## What the exercise asks
Using the records beneath, say how many lines contain the word "FeedbackLedger", without comment.

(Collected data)
+++

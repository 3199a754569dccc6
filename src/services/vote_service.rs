//! Vote reconciler - the only writer of a feedback row's voters
//!
//! Each vote is a read-modify-write of the voter set inside one IMMEDIATE
//! transaction. The set and its count are written by a single UPDATE, so no
//! reader can see one without the other.

use std::sync::Arc;

use crate::db::{feedback, identities, BoardDb};
use crate::error::BoardError;
use crate::models::{Direction, VoteOutcome};

use super::events::{BoardEvent, EventBus};
use super::ledger_service::{decode_voters, item_with_voters};

/// Vote reconciler service
pub struct VoteReconciler {
    db: Arc<BoardDb>,
    events: Arc<EventBus>,
}

impl VoteReconciler {
    pub fn new(db: Arc<BoardDb>, events: Arc<EventBus>) -> Self {
        Self { db, events }
    }

    /// Apply an up or down vote.
    ///
    /// Up adds the voter if absent; Down removes the voter if present.
    /// Anything else is a no-op, reported through `VoteOutcome::changed`.
    /// A non-empty `voter_name` is recorded as the voter's display name.
    pub fn apply_vote(
        &self,
        feedback_id: i64,
        voter_id: &str,
        voter_name: &str,
        direction: Direction,
    ) -> Result<VoteOutcome, BoardError> {
        let voter_id = voter_id.trim();
        if voter_id.is_empty() {
            return Err(BoardError::Validation("voter_id is required".into()));
        }
        let voter_name = voter_name.trim();

        let (outcome, renamed) = self.db.with_transaction(|tx| {
            let row = feedback::get_feedback(tx, feedback_id)?
                .ok_or_else(|| BoardError::NotFound(format!("Feedback {} not found", feedback_id)))?;

            let mut voters = decode_voters(&row);
            let changed = match direction {
                Direction::Up => voters.insert(voter_id),
                Direction::Down => voters.remove(voter_id),
            };

            if changed {
                feedback::update_voters(tx, feedback_id, &voters)?;
            }
            let renamed = !voter_name.is_empty() && identities::upsert(tx, voter_id, voter_name)?;

            let outcome = VoteOutcome {
                item: item_with_voters(row, voters),
                changed,
            };
            Ok((outcome, renamed))
        })?;

        if renamed {
            self.events.emit(BoardEvent::IdentityRecorded {
                voter_id: voter_id.to_string(),
                name: voter_name.to_string(),
            });
        }

        self.events.emit(BoardEvent::VoteApplied {
            feedback_id,
            voter_id: voter_id.to_string(),
            direction,
            changed: outcome.changed,
            vote_count: outcome.item.vote_count,
        });
        Ok(outcome)
    }
}

#[cfg(test)]
mod tests {
    use super::*;
    use crate::services::ledger_service::{CreateFeedbackInput, FeedbackLedger};
    use crate::services::IdentityStore;

    struct Fixture {
        ledger: FeedbackLedger,
        votes: VoteReconciler,
        identities: IdentityStore,
        events: Arc<EventBus>,
    }

    fn fixture() -> Fixture {
        let db = Arc::new(BoardDb::open_in_memory().unwrap());
        let events = Arc::new(EventBus::new());
        Fixture {
            ledger: FeedbackLedger::new(db.clone(), events.clone()),
            votes: VoteReconciler::new(db.clone(), events.clone()),
            identities: IdentityStore::new(db, events.clone()),
            events,
        }
    }

    fn submit(fx: &Fixture) -> i64 {
        fx.ledger
            .create(CreateFeedbackInput {
                question: "Add dark mode?".into(),
                description: Some(String::new()),
                name: "Alice".into(),
                voter_id: "A1".into(),
            })
            .unwrap()
            .id
    }

    #[test]
    fn test_vote_scenario() {
        let fx = fixture();
        let id = submit(&fx);

        let up = fx.votes.apply_vote(id, "B1", "Bob", Direction::Up).unwrap();
        assert!(up.changed);
        assert_eq!(up.item.vote_count, 2);
        assert_eq!(up.item.voter_ids.as_slice(), &["A1", "B1"]);

        let down = fx.votes.apply_vote(id, "A1", "Alice", Direction::Down).unwrap();
        assert_eq!(down.item.vote_count, 1);
        assert_eq!(down.item.voter_ids.as_slice(), &["B1"]);

        let stored = fx.ledger.get(id).unwrap();
        assert_eq!(stored.voter_ids, down.item.voter_ids);
        assert_eq!(fx.identities.display_name("B1").unwrap(), "Bob");
    }

    #[test]
    fn test_repeat_upvote_is_idempotent() {
        let fx = fixture();
        let id = submit(&fx);

        let once = fx.votes.apply_vote(id, "B1", "Bob", Direction::Up).unwrap();
        let twice = fx.votes.apply_vote(id, "B1", "Bob", Direction::Up).unwrap();

        assert!(!twice.changed);
        assert_eq!(once.item, twice.item);
        assert_eq!(fx.ledger.get(id).unwrap().vote_count, 2);
    }

    #[test]
    fn test_down_after_up_restores_state() {
        let fx = fixture();
        let id = submit(&fx);
        let before = fx.ledger.get(id).unwrap();

        fx.votes.apply_vote(id, "C1", "Carol", Direction::Up).unwrap();
        fx.votes.apply_vote(id, "C1", "Carol", Direction::Down).unwrap();

        let after = fx.ledger.get(id).unwrap();
        assert_eq!(before.voter_ids, after.voter_ids);
        assert_eq!(before.vote_count, after.vote_count);
    }

    #[test]
    fn test_down_without_up_is_noop() {
        let fx = fixture();
        let id = submit(&fx);

        let outcome = fx.votes.apply_vote(id, "Z9", "Zed", Direction::Down).unwrap();
        assert!(!outcome.changed);
        assert_eq!(outcome.item.voter_ids.as_slice(), &["A1"]);

        let again = fx.votes.apply_vote(id, "Z9", "Zed", Direction::Down).unwrap();
        assert!(!again.changed);
        assert_eq!(again.item.vote_count, 1);
    }

    #[test]
    fn test_vote_on_missing_item() {
        let fx = fixture();
        let err = fx.votes.apply_vote(404, "B1", "Bob", Direction::Up).unwrap_err();
        assert!(matches!(err, BoardError::NotFound(_)));
        // No identity is recorded when the vote is rejected
        assert_eq!(fx.identities.display_name("B1").unwrap(), "Unknown");
    }

    #[test]
    fn test_vote_requires_voter_id() {
        let fx = fixture();
        let id = submit(&fx);
        assert!(matches!(
            fx.votes.apply_vote(id, " ", "Bob", Direction::Up),
            Err(BoardError::Validation(_))
        ));
    }

    #[test]
    fn test_count_matches_set_after_mixed_votes() {
        let fx = fixture();
        let id = submit(&fx);
        let script = [
            ("B1", Direction::Up),
            ("C1", Direction::Up),
            ("B1", Direction::Up),
            ("D1", Direction::Down),
            ("A1", Direction::Down),
            ("C1", Direction::Down),
            ("A1", Direction::Up),
            ("E1", Direction::Up),
        ];

        for (voter, direction) in script {
            let outcome = fx.votes.apply_vote(id, voter, "", direction).unwrap();
            assert_eq!(outcome.item.vote_count, outcome.item.voter_ids.len());
        }

        let item = fx.ledger.get(id).unwrap();
        assert_eq!(item.voter_ids.as_slice(), &["B1", "A1", "E1"]);
        let row = &fx.ledger.export_all().unwrap()[0];
        assert_eq!(row.votes, 3);
    }

    #[test]
    fn test_upvote_repairs_corrupt_voter_set() {
        let fx = fixture();
        let id = submit(&fx);
        fx.votes
            .db
            .with_conn(|c| {
                c.execute("UPDATE feedback SET voter_ids = '{broken' WHERE id = ?", [id])
                    .map_err(|e| BoardError::db("test", e))
            })
            .unwrap();

        let outcome = fx.votes.apply_vote(id, "B1", "Bob", Direction::Up).unwrap();
        assert_eq!(outcome.item.voter_ids.as_slice(), &["B1"]);
        assert_eq!(fx.ledger.export_all().unwrap()[0].voter_ids.as_deref(), Some(r#"["B1"]"#));
    }

    #[test]
    fn test_vote_reports_new_names() {
        let fx = fixture();
        let id = submit(&fx);
        let mut rx = fx.events.subscribe();

        fx.votes.apply_vote(id, "B1", "Bob", Direction::Up).unwrap();
        fx.votes.apply_vote(id, "B1", "Bob", Direction::Down).unwrap();
        fx.votes.apply_vote(id, "B1", "Bobby", Direction::Up).unwrap();

        let mut recorded = Vec::new();
        while let Ok(event) = rx.try_recv() {
            if let BoardEvent::IdentityRecorded { voter_id, name } = event {
                recorded.push((voter_id, name));
            }
        }
        assert_eq!(
            recorded,
            vec![
                ("B1".to_string(), "Bob".to_string()),
                ("B1".to_string(), "Bobby".to_string()),
            ]
        );
    }
}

+++

## Reply to the exercise
3